Humor - well, we'll just start with the body topic again since it's such a convenient bridge.  D. and I are going to start swimming classes together plus we have our Palm Desert trip coming up so I realized I had better start trying on my bathing suits (I don't throw any of them away).  On the upside, the bottoms fit fine on all three of them.  The downside is that while I have gotten used to my milk producing boobs, they are larger than my past non-milk producing boobs.  So much so that it was quite horrifying to put these bathing suit tops on.  I would put them on and inevitably, my boobs would be lapping out of the outside edge.  Easy enough fix, I thought as I pushed them towards the center, recontaining them within the cup.  Then I looked in the mirror and was horrified to see a mass quantity of boobs congregating in the center of my chest like they were trying to close the gap or something.  I kind of yelped when I saw them.  All three suits were the same and granted, it's not like a nipple is hanging out or anything but still, it's not how I usually present myself.  I don't think I'm going to fit into my maternity suits from last year (though I'm going to give them a try).  I don't want to buy new suits either.  To get ones that fit well, you have to spend a little extra.  In Palm Desert we'll have our own pool so it shouldn't be that big of a deal (as long as I have had a good feeding with D. recently).  And with the Mommy & Me classes, we'll make it through.  I'll use D. as a shield or something and hope to God that there are no SAHD in the class.

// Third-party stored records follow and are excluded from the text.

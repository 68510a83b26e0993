//! The meter - all instrument state, owned by the control loop.
//!
//! One call to [`Meter::pass`] is one iteration of the polling loop:
//!
//! 1. read the encoder delta and the mode button
//! 2. apply at most one mode cycle *or* one step (nothing while settling)
//! 3. every Nth pass, poll the light sensor and update the EV
//! 4. recompute the derived values if the EV or the settings moved
//! 5. diff against what is on screen, then mark it rendered

use core::fmt::Write;

use crate::config::MeterConfig;
use crate::diff::{diff, Changes, Readout};
use crate::ev::{Derived, EvEngine};
use crate::exposure::{ExposureState, Tracked};
use crate::io::{EncoderSource, LightSource, ModeButtonSource};
use crate::layout::{self, DrawOp, DrawOps, MAX_BOOT_OPS};
use crate::mode::{ModeState, PressEdge, SettleGuard};
use crate::stepper;
use crate::tables::Tables;
use heapless::{String, Vec};

/// Space-separated `aperture shutter iso [ev]` line for the debug log.
pub type Diagnostic = String<40>;

/// Result of one loop pass.
#[derive(Clone, Debug, PartialEq, Eq)]
pub struct Frame {
    /// Fields that changed and must be redrawn.
    pub changes: Changes,
    /// Set on sampling passes.
    pub diagnostic: Option<Diagnostic>,
}

impl Frame {
    /// Erase-then-draw instructions for this frame.
    pub fn draw_ops(&self) -> DrawOps {
        layout::draw_ops(&self.changes)
    }
}

/// Exposure meter state.
#[derive(Clone, Debug)]
pub struct Meter {
    config: MeterConfig,
    tables: Tables,
    exposure: ExposureState,
    mode: ModeState,
    derived: Tracked<Derived>,
    engine: EvEngine,
    settle: SettleGuard,
    button: PressEdge,
    passes: u32,
}

impl Meter {
    /// Meter in its power-on state.
    pub fn new(config: MeterConfig) -> Self {
        Self {
            config,
            tables: Tables::new(config.shutter_scale),
            exposure: ExposureState::power_on(config.shutter_scale),
            mode: ModeState::power_on(),
            derived: Tracked::new(Derived::default()),
            engine: EvEngine::new(),
            settle: SettleGuard::new(config.settle_ms),
            button: PressEdge::new(),
            passes: 0,
        }
    }

    pub fn config(&self) -> &MeterConfig {
        &self.config
    }

    pub fn tables(&self) -> &Tables {
        &self.tables
    }

    pub fn exposure(&self) -> &ExposureState {
        &self.exposure
    }

    pub fn mode(&self) -> &ModeState {
        &self.mode
    }

    pub fn derived(&self) -> &Tracked<Derived> {
        &self.derived
    }

    /// Last good EV.
    pub fn ev(&self) -> Option<f32> {
        self.engine.ev()
    }

    /// What the display should show now.
    pub fn readout(&self) -> Readout {
        Readout {
            exposure: self.exposure.current.values(&self.tables),
            mode: self.mode.current,
            derived: self.derived.current,
        }
    }

    /// What the display shows now.
    fn rendered(&self) -> Readout {
        Readout {
            exposure: self.exposure.previous.values(&self.tables),
            mode: self.mode.previous,
            derived: self.derived.previous,
        }
    }

    fn commit(&mut self) {
        self.exposure.commit();
        self.mode.commit();
        self.derived.commit();
    }

    /// Full-screen draw for a freshly cleared display.  Everything is
    /// considered rendered afterwards.
    pub fn boot(&mut self) -> Vec<DrawOp, MAX_BOOT_OPS> {
        let ops = layout::boot_ops(&self.readout());
        self.commit();
        ops
    }

    /// Switch to the next mode and open the settle window.  The derived
    /// values follow the new mode immediately.
    pub fn cycle_mode(&mut self, now_ms: u64) {
        self.mode.cycle_mode();
        self.settle.arm(now_ms);
        self.refresh_derived();
    }

    /// Step the active parameter.  Returns `true` if it moved, in which
    /// case the derived values are recomputed.
    pub fn step(&mut self, delta: i32) -> bool {
        let moved = stepper::step(
            &mut self.exposure.current,
            &self.tables,
            self.mode.current,
            delta,
        );
        if moved {
            self.refresh_derived();
        }
        moved
    }

    fn refresh_derived(&mut self) {
        let values = self.exposure.current.values(&self.tables);
        let derived = self
            .engine
            .derive(&self.config.derive_policy, self.mode.current, &values);
        self.derived.set(derived);
    }

    /// Run one loop pass at monotonic time `now_ms`.
    pub fn pass<L, E, B>(&mut self, light: &mut L, encoder: &mut E, button: &mut B, now_ms: u64) -> Frame
    where
        L: LightSource,
        E: EncoderSource,
        B: ModeButtonSource,
    {
        // Both are read every pass so the encoder counter is always
        // drained and the edge detector sees every level.
        let delta = encoder.read_encoder_delta();
        let pressed = self.button.update(button.read_mode_button());

        if !self.settle.is_settling(now_ms) {
            if pressed {
                self.cycle_mode(now_ms);
            } else if delta != 0 {
                self.step(delta);
            }
        }

        let sampling = self.passes % self.config.sample_every.max(1) == 0;
        self.passes = self.passes.wrapping_add(1);

        if sampling && self.engine.feed(light.read_light()) {
            self.refresh_derived();
        }

        let changes = diff(&self.rendered(), &self.readout());
        self.commit();

        Frame {
            changes,
            diagnostic: sampling.then(|| self.diagnostic_line()),
        }
    }

    /// Current settings and EV as a space-separated line.
    pub fn diagnostic_line(&self) -> Diagnostic {
        let values = self.exposure.current.values(&self.tables);
        let mut line = Diagnostic::new();
        let _ = write!(
            line,
            "{} {} {}",
            values.aperture_x100, values.shutter, values.iso
        );
        if let Some(ev) = self.engine.ev() {
            let _ = write!(line, " {:.2}", ev);
        }
        line
    }
}

impl Default for Meter {
    fn default() -> Self {
        Self::new(MeterConfig::default())
    }
}
//! Exposure core of the lightmeter firmware.
//!
//! This library holds everything that does not touch the RP2040
//! peripherals directly, so it builds and tests on the host:
//!
//! - parameter tables, exposure state and the mode state machine
//! - the saturating exposure stepper
//! - the EV engine (lux → EV → derived shutter / aperture)
//! - the dirty-field diff and the OLED layout
//! - the LTR-303 driver, written against `embedded-hal` traits
//!
//! Usage: `cargo test`
//!
//! Note: The embedded binary uses main.rs with #![no_std] and #![no_main]
//! and is only built with `--features embedded`.

#![cfg_attr(not(test), no_std)]

pub mod config;
pub mod diff;
pub mod error;
pub mod ev;
pub mod exposure;
pub mod io;
pub mod layout;
pub mod meter;
pub mod mode;
pub mod sensor;
pub mod stepper;
pub mod tables;

pub use config::MeterConfig;
pub use error::Error;
pub use meter::{Frame, Meter};
pub use mode::Mode;

// ═══════════════════════════════════════════════════════════════════════════
// Unit Tests
// ═══════════════════════════════════════════════════════════════════════════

Humor also got me through an afternoon fraught with tired angst with I.  Honestly, that child is going to be a beast once the hormones kick in.  I've got to make sure my parents stay in really good shape so that I can ship her to live with them starting at age 12.  Just kidding.  How we go from hugging and kissing at 12:30 pickup to whining, complaining, and drama within 10 minutes is beyond me.  This is how I used humor.  Every time she couldn't hear me or see me I would roll my eyes and mutter to myself in a sing-song voice, "Oh, this is going to be a GOOD afternoon, I can tell!" in a really positive tone.  It made me feel a little crazy and somehow that made me chuckle a little inside and help let off some steam.

Perspective and humor, it seems to make the difference in my day.